Bill Lewis retired in 1984 (though he kept writing his At Deadline column into the twenty-first century) and Julian Lewis retired in 1991, but by this time a third generation of Lewises was established at the Tribune. Julian's son, Michael, joined the Tribune in 1980 after he graduated from Washington State University, and became a co-publisher with his father when Bill Lewis retired. In January 1992 he became publisher of the Tribune, later joined by his wife, Mary Jo, as co-publisher.
The Lynden Tribune Today
Michael Lewis has had his own challenges since joining the Tribune. Between 1980 and 2017 Lynden's population more than tripled, with most of the growth taking place since he became publisher in 1992. A bigger population base expects more from its local paper, and the Tribune has responded by expanding its reporting to include special features. In 2017 these features included home and garden, a health-care guide, and the paper's annual tribute to the renowned Northwest Washington Fair. The Tribune completed a major upgrade to many of its computer systems in the mid-1990s, just in time to meet the Internet and the opportunities and challenges it presented when the Tribune began publishing online. Under Michael Lewis's management the paper's publishing operations have also continued to expand, and in 2011 the Lynden Print Company was incorporated to better handle these. The company offers a wide range of products and services, not only for writers and publishers, but also for the area's businesses and churches.
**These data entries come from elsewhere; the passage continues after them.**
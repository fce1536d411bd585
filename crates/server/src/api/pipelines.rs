//! Operator API handlers for pipeline definitions and diagnostics.

use axum::{
    extract::{Path, State},
    http::StatusCode,
    Json,
};
use serde::Serialize;
use std::sync::Arc;
use tracing::info;
use gatehouse_core::{
    pipeline::DefinitionDraft, LoadSummary, PipelineDefinition, PipelineStatusView, SlotState,
};

use super::middleware::OperatorEmail;
use super::ApiError;
use crate::state::AppState;

/// Response for a create or edit. `state` is the slot state once the
/// restart has settled, or `None` if the restart task was lost.
#[derive(Debug, Serialize)]
pub struct UpsertPipelineResponse {
    pub definition: PipelineDefinition,
    pub state: Option<SlotState>,
}

/// GET /api/v1/pipelines
pub async fn list_pipelines(
    State(state): State<Arc<AppState>>,
    OperatorEmail(email): OperatorEmail,
) -> Result<Json<Vec<PipelineDefinition>>, ApiError> {
    Ok(Json(state.service().list_definitions(&email)?))
}

/// PUT /api/v1/pipelines
///
/// Create or edit a definition and wait for the pipeline restart.
pub async fn upsert_pipeline(
    State(state): State<Arc<AppState>>,
    OperatorEmail(email): OperatorEmail,
    Json(draft): Json<DefinitionDraft>,
) -> Result<Json<UpsertPipelineResponse>, ApiError> {
    let result = state.service().upsert_definition(&email, draft).await?;
    let slot_state = result.restart.await.ok();
    info!(
        pipeline_id = %result.definition.id,
        operator = %email,
        state = ?slot_state,
        "Pipeline definition upserted"
    );
    Ok(Json(UpsertPipelineResponse {
        definition: result.definition,
        state: slot_state,
    }))
}

/// GET /api/v1/pipelines/{id}
pub async fn get_pipeline(
    State(state): State<Arc<AppState>>,
    OperatorEmail(email): OperatorEmail,
    Path(id): Path<String>,
) -> Result<Json<PipelineDefinition>, ApiError> {
    Ok(Json(state.service().get_definition(&email, &id)?))
}

/// DELETE /api/v1/pipelines/{id}
pub async fn delete_pipeline(
    State(state): State<Arc<AppState>>,
    OperatorEmail(email): OperatorEmail,
    Path(id): Path<String>,
) -> Result<StatusCode, ApiError> {
    state.service().delete_definition(&email, &id).await?;
    Ok(StatusCode::NO_CONTENT)
}

/// GET /api/v1/pipelines/{id}/info
pub async fn pipeline_info(
    State(state): State<Arc<AppState>>,
    OperatorEmail(email): OperatorEmail,
    Path(id): Path<String>,
) -> Result<Json<PipelineStatusView>, ApiError> {
    Ok(Json(state.service().pipeline_info(&email, &id).await?))
}

/// POST /api/v1/pipelines/{id}/load
pub async fn perform_load(
    State(state): State<Arc<AppState>>,
    OperatorEmail(email): OperatorEmail,
    Path(id): Path<String>,
) -> Result<Json<LoadSummary>, ApiError> {
    Ok(Json(state.service().perform_load(&email, &id).await?))
}

/// DELETE /api/v1/pipelines/{id}/offline/{ticket_id}
pub async fn delete_offline_checkin(
    State(state): State<Arc<AppState>>,
    OperatorEmail(email): OperatorEmail,
    Path((id, ticket_id)): Path<(String, String)>,
) -> Result<StatusCode, ApiError> {
    state
        .service()
        .delete_offline_checkin(&email, &id, &ticket_id)?;
    Ok(StatusCode::NO_CONTENT)
}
The Tribune was a Front Street fixture for much of the twentieth century -- hence the title of Bill Lewis's 1991 book ... at Deadline -- "70 Years on Front Street," in which he shares stories and columns from his life and times in Lynden and at the Tribune. Beginning in 1915 the Tribune was located in the Wood Building at 523 Front Street, an easy walk for Sol Lewis from the family home at 107 Front Street. The paper moved to a larger building at 610 Front Street in 1939, and in 1980 moved to its present location at 113 6th Street.
Throughout its history the Lynden Tribune has been a weekly, publishing on Thursdays until the 1970s, then switching to Wednesday. For more than a century it has been a consistent voice for northern Whatcom County, and both the paper and its writers have won numerous awards through the years. The Tribune has in turn given back to the community in a myriad of ways. Two civic activities that it sponsors every year are the Readers Care Fund, which since 2006 has raised more than $130,000 for two local food banks, and the Sol H. Lewis Award, a more well-known sponsorship established in 1981. The Sol Lewis Award -- actually two awards -- recognizes a local man and a woman who have gone the extra mile to improve their community. This includes not just Lynden but also the surrounding communities within the Tribune's primary circulation area, stretching south from the Canadian border almost to Bellingham, and east beyond Deming and Sumas. The paper's seemingly small circulation figure of 5,000 is deceiving, because its reach in Lynden and its environs, both historical and contemporary, extends considerably beyond that of any typical small-town paper.